On the other hand lymphoma is not a homogeneous disease and the diverse histological subtypes not

only are characterized by different clinical behavior but they are also molecularly heterogeneous. Thus

responses of patients to a specific therapy can be variable [29]. There are now several examples of

molecularly targeted agents that have shown impressive activity in phase I studies in patients with

indolent lymphoma and chronic lymphocytic leukemia including PI3K inhibitors, which have only

limited single-agent activity in solid tumors, bruton tyrosine kinase (BTK) inhibitors and BCL-2

inhibitors that latter two having been specifically designed and developed for patients with lymphoma

and chronic lymphocytic leukemia. However, no predictive biomarkers of response have been

identified for these agents and current trials with new molecularly targeted agents enroll patients

based on the histologic subtype of lymphoma.
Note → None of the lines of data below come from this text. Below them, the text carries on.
impl Default for DecodeOptions {
    fn default() -> Self {
        Self {
            task: DecodeTask::Transcribe,
            language: None,
            beam_size: 5,
            best_of: 5,
            temperature: 0.0,
        }
    }
}

impl DecodeOptions {
    pub fn validate(&self) -> Result<()> {
        if self.beam_size == 0 || self.best_of == 0 {
            return Err(anyhow!("beam_size and best_of must be >= 1"));
        }
        if !(0.0..=1.0).contains(&self.temperature) {
            return Err(anyhow!(
                "temperature must be within 0.0..=1.0, got {}",
                self.temperature
            ));
        }
        if let Some(code) = self.language.as_deref() {
            if languages::by_code(code).is_none() {
                return Err(anyhow!("unknown spoken language: {code}"));
            }
        }
        Ok(())
    }
}

#[derive(Debug, Clone, PartialEq, Serialize)]
pub struct TranscribeRequest {
    pub model: String,
    pub audio_file: PathBuf,
    pub options: DecodeOptions,
}

impl TranscribeRequest {
    pub fn new(model: impl Into<String>, audio_file: impl Into<PathBuf>) -> Self {
        Self {
            model: model.into(),
            audio_file: audio_file.into(),
            options: DecodeOptions::default(),
        }
    }

    pub fn with_options(mut self, options: DecodeOptions) -> Self {
        self.options = options;
        self
    }

    /// Checks a caller can make before starting a job.
    pub fn validate(&self) -> Result<&'static ModelSpec> {
        if self.audio_file.as_os_str().is_empty() {
            return Err(anyhow!("no audio file selected"));
        }
        if !self.audio_file.is_file() {
            return Err(anyhow!(
                "audio file not found: {}",
                self.audio_file.display()
            ));
        }
        self.options.validate()?;
        catalog::lookup(&self.model).ok_or_else(|| anyhow!("unknown model: {}", self.model))
    }
}

pub const NOTE_MODEL_DOWNLOAD: &str = "model not cached, will be downloaded";

pub struct TranscribeOp<E> {
    engine: E,
    model_dir: PathBuf,
    require_accelerator: bool,
    debug_dump: Option<(PathBuf, String)>,
}

impl<E: SpeechEngine> TranscribeOp<E> {
    pub fn new(engine: E, model_dir: impl Into<PathBuf>, require_accelerator: bool) -> Self {
        Self {
            engine,
            model_dir: model_dir.into(),
            require_accelerator,
            debug_dump: None,
        }
    }

    /// Dumps the transcript under `debug/<dump_id>/` when verbose debug logging
    /// is on.
    pub fn with_debug_dump(
        mut self,
        data_dir: impl Into<PathBuf>,
        dump_id: impl Into<String>,
    ) -> Self {
        self.debug_dump = Some((data_dir.into(), dump_id.into()));
        self
    }

    fn check_accelerator(&self, model: &ModelSpec) -> Result<AcceleratorInfo> {
        let acc = self
            .engine
            .accelerator()
            .context("no accelerator available; this engine does not run on CPU")?;
        if acc.memory_gb < model.min_vram_gb {
            return Err(anyhow!(
                "model {} needs {:.1} GB of accelerator memory, {} has {:.1} GB",
                model.name,
                model.min_vram_gb,
                acc.name,
                acc.memory_gb
            ));
        }
        Ok(acc)
    }
}

impl<E: SpeechEngine> Operation<TranscribeRequest> for TranscribeOp<E> {
    type Output = Transcript;

    fn setup(&mut self, req: &TranscribeRequest, report: &mut dyn FnMut(String)) -> Result<()> {
        let model = req.validate()?;
        if self.require_accelerator {
            let acc = self.check_accelerator(model)?;
            report(format!("using {} ({:.1} GB)", acc.name, acc.memory_gb));
        }
        if !catalog::is_cached(&self.model_dir, model.name) {
            report(format!("{NOTE_MODEL_DOWNLOAD} ({})", model.size));
        }
        if req.options.language.is_none() {
            report("spoken language: auto-detect".to_string());
        }
        report(format!("loading model {}", model.name));
        self.engine
            .load_model(model, &self.model_dir)
            .with_context(|| format!("failed to load model {}", model.name))
    }

    fn run(&mut self, req: &TranscribeRequest, _cancel: &CancelFlag) -> Result<Transcript> {
        let transcript = self
            .engine
            .transcribe(&req.audio_file, &req.options)
            .with_context(|| format!("transcription failed: {}", req.audio_file.display()))?;
        if let Some((data_dir, dump_id)) = &self.debug_dump {
            debug_log::dump_payload_best_effort(
                data_dir,
                dump_id,
                "transcript.txt",
                "debug_transcript",
                transcript.text.as_bytes().to_vec(),
            );
        }
        Ok(transcript)
    }

    fn release(&mut self) {
        self.engine.release();
    }
}

#[cfg(test)]
mod tests {
    use super::*;
    use crate::runner::JobRunner;
    use crate::Message;
    use std::{
        sync::{Arc, Mutex},
        thread,
        time::{Duration, Instant},
    };

    #[derive(Default)]
    struct Calls {
        loaded: Vec<String>,
        options: Vec<DecodeOptions>,
        transcribed: usize,
        released: usize,
    }

    struct FakeEngine {
        accelerator: Option<AcceleratorInfo>,
        calls: Arc<Mutex<Calls>>,
    }

    fn fake(memory_gb: Option<f64>) -> (FakeEngine, Arc<Mutex<Calls>>) {
        let calls = Arc::new(Mutex::new(Calls::default()));
        let engine = FakeEngine {
            accelerator: memory_gb.map(|memory_gb| AcceleratorInfo {
                name: "Test GPU".to_string(),
                memory_gb,
            }),
            calls: calls.clone(),
        };
        (engine, calls)
    }

    impl SpeechEngine for FakeEngine {
        fn accelerator(&self) -> Result<AcceleratorInfo> {
            self.accelerator
                .clone()
                .ok_or_else(|| anyhow!("no CUDA device"))
        }

        fn load_model(&mut self, model: &ModelSpec, _model_dir: &Path) -> Result<()> {
            self.calls.lock().unwrap().loaded.push(model.name.to_string());
            Ok(())
        }

        fn transcribe(&mut self, audio_file: &Path, options: &DecodeOptions) -> Result<Transcript> {
            let mut c = self.calls.lock().unwrap();
            c.transcribed += 1;
            c.options.push(options.clone());
            Ok(Transcript {
                text: format!(" words from {} ", audio_file.display()),
                language: options.language.clone().unwrap_or_else(|| "en".to_string()),
                segments: vec![Segment {
                    start_sec: 0.0,
                    end_sec: 1.5,
                    text: "words".to_string(),
                }],
            })
        }

        fn release(&mut self) {
            self.calls.lock().unwrap().released += 1;
        }
    }

    fn audio(dir: &Path) -> PathBuf {
        let p = dir.join("clip.wav");
        std::fs::write(&p, b"RIFF").expect("write audio");
        p
    }

    fn run_to_end(
        runner: &JobRunner,
        op: TranscribeOp<FakeEngine>,
        req: TranscribeRequest,
    ) -> Vec<Message<Transcript>> {
        let mut h = runner.start(op, req).expect("start");
        let deadline = Instant::now() + Duration::from_secs(10);
        let mut out = Vec::new();
        while !h.is_exhausted() {
            assert!(Instant::now() < deadline);
            out.extend(runner.poll(&mut h));
            thread::sleep(Duration::from_millis(2));
        }
        out
    }

    #[test]
    fn validate_rejects_missing_file_and_unknown_model() {
        let td = tempfile::tempdir().expect("tempdir");
        let err = TranscribeRequest::new("base", "").validate().unwrap_err();
        assert!(err.to_string().contains("no audio file selected"));

        let err = TranscribeRequest::new("base", td.path().join("missing.wav"))
            .validate()
            .unwrap_err();
        assert!(err.to_string().contains("audio file not found"));

        let err = TranscribeRequest::new("huge", audio(td.path()))
            .validate()
            .unwrap_err();
        assert!(err.to_string().contains("unknown model: huge"));

        let model = TranscribeRequest::new("small", audio(td.path()))
            .validate()
            .expect("valid");
        assert_eq!(model.name, "small");
    }

    #[test]
    fn decode_options_default_to_auto_detect_and_are_checked() {
        let d = DecodeOptions::default();
        assert_eq!(d.task, DecodeTask::Transcribe);
        assert!(d.language.is_none());
        assert_eq!((d.beam_size, d.best_of, d.temperature), (5, 5, 0.0));
        assert!(d.validate().is_ok());

        let td = tempfile::tempdir().expect("tempdir");
        let bad = |options: DecodeOptions| {
            TranscribeRequest::new("base", audio(td.path()))
                .with_options(options)
                .validate()
                .unwrap_err()
                .to_string()
        };
        assert!(bad(DecodeOptions {
            beam_size: 0,
            ..DecodeOptions::default()
        })
        .contains("beam_size"));
        assert!(bad(DecodeOptions {
            temperature: 1.5,
            ..DecodeOptions::default()
        })
        .contains("temperature"));
        assert!(bad(DecodeOptions {
            language: Some("xx".to_string()),
            ..DecodeOptions::default()
        })
        .contains("unknown spoken language: xx"));
    }

    #[test]
    fn decode_options_reach_the_engine() {
        let td = tempfile::tempdir().expect("tempdir");
        let (engine, calls) = fake(Some(8.0));
        let options = DecodeOptions {
            task: DecodeTask::Translate,
            language: Some("de".to_string()),
            beam_size: 3,
            best_of: 2,
            temperature: 0.2,
        };
        let msgs = run_to_end(
            &JobRunner::new(),
            TranscribeOp::new(engine, td.path(), true),
            TranscribeRequest::new("base", audio(td.path())).with_options(options.clone()),
        );
        assert!(!msgs
            .iter()
            .any(|m| matches!(m, Message::Progress(t) if t.contains("auto-detect"))));
        match msgs.last() {
            Some(Message::Result { payload, .. }) => assert_eq!(payload.language, "de"),
            other => panic!("expected result, got {other:?}"),
        }
        assert_eq!(calls.lock().unwrap().options, vec![options]);
    }

    #[test]
    fn uncached_model_is_reported_before_loading() {
        let td = tempfile::tempdir().expect("tempdir");
        let (engine, calls) = fake(Some(8.0));
        let op = TranscribeOp::new(engine, td.path().join("models"), true);
        let msgs = run_to_end(
            &JobRunner::new(),
            op,
            TranscribeRequest::new("base", audio(td.path())),
        );

        let progress: Vec<&str> = msgs
            .iter()
            .filter_map(|m| match m {
                Message::Progress(t) => Some(t.as_str()),
                _ => None,
            })
            .collect();
        assert_eq!(progress[0], "loading");
        assert!(progress.iter().any(|t| t.starts_with(NOTE_MODEL_DOWNLOAD)));
        assert!(progress.contains(&"loading model base"));
        assert!(progress.contains(&"spoken language: auto-detect"));
        assert_eq!(progress.last(), Some(&"running"));

        match msgs.last() {
            Some(Message::Result { payload, .. }) => {
                assert_eq!(payload.language, "en");
                assert!(payload.text.contains("clip.wav"));
                assert_eq!(payload.segments.len(), 1);
            }
            other => panic!("expected result, got {other:?}"),
        }
        let c = calls.lock().unwrap();
        assert_eq!(c.loaded, vec!["base".to_string()]);
        assert_eq!((c.transcribed, c.released), (1, 1));
    }

    #[test]
    fn cached_model_skips_download_note() {
        let td = tempfile::tempdir().expect("tempdir");
        let models = td.path().join("models");
        std::fs::create_dir_all(&models).expect("mkdir");
        std::fs::write(models.join("tiny.pt"), b"weights").expect("write");

        let (engine, _calls) = fake(Some(2.0));
        let msgs = run_to_end(
            &JobRunner::new(),
            TranscribeOp::new(engine, &models, true),
            TranscribeRequest::new("tiny", audio(td.path())),
        );
        assert!(!msgs
            .iter()
            .any(|m| matches!(m, Message::Progress(t) if t.starts_with(NOTE_MODEL_DOWNLOAD))));
        assert!(matches!(msgs.last(), Some(Message::Result { .. })));
    }

    #[test]
    fn missing_accelerator_fails_setup_and_still_releases() {
        let td = tempfile::tempdir().expect("tempdir");
        let (engine, calls) = fake(None);
        let msgs = run_to_end(
            &JobRunner::new(),
            TranscribeOp::new(engine, td.path(), true),
            TranscribeRequest::new("base", audio(td.path())),
        );
        assert_eq!(msgs.len(), 2);
        match &msgs[1] {
            Message::Error(e) => {
                assert!(e.contains("no accelerator available"), "{e}");
                assert!(e.contains("no CUDA device"), "{e}");
            }
            other => panic!("expected error, got {other:?}"),
        }
        let c = calls.lock().unwrap();
        assert!(c.loaded.is_empty());
        assert_eq!((c.transcribed, c.released), (0, 1));
    }

    #[test]
    fn small_accelerator_is_rejected_for_large_models() {
        let td = tempfile::tempdir().expect("tempdir");
        let (engine, _calls) = fake(Some(4.0));
        let msgs = run_to_end(
            &JobRunner::new(),
            TranscribeOp::new(engine, td.path(), true),
            TranscribeRequest::new("large-v3", audio(td.path())),
        );
        match msgs.last() {
            Some(Message::Error(e)) => {
                assert!(e.contains("model large-v3 needs 10.0 GB"), "{e}");
                assert!(e.contains("Test GPU has 4.0 GB"), "{e}");
            }
            other => panic!("expected error, got {other:?}"),
        }
    }

    #[test]
    fn accelerator_check_can_be_turned_off() {
        let td = tempfile::tempdir().expect("tempdir");
        let (engine, calls) = fake(None);
        let msgs = run_to_end(
            &JobRunner::new(),
            TranscribeOp::new(engine, td.path(), false),
            TranscribeRequest::new("medium", audio(td.path())),
        );
        assert!(matches!(msgs.last(), Some(Message::Result { .. })));
        assert_eq!(calls.lock().unwrap().loaded, vec!["medium".to_string()]);
    }
}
The more recent example of the EZH2 inhibitor tazemetostat that resulted in 92% response rate in

patients with follicular lymphoma carrying a mutated EZH2 versus 26% response rate in those with

wild type disease, underlines the need of a better definition of specific patients populations that may

most benefit from a specific treatment with molecularly targeted agents [30]. A major effort should be

made in future phase I trials testing new drugs in lymphomas to collect tumor tissue from all patients

aiming to identify predictive biomarkers of response that could be further evaluated in later stages of

development. The feasibility of new methods of molecular responses, including minimal residual

disease assessment and the use of liquid biopsies should be encouraged in future phase I trials.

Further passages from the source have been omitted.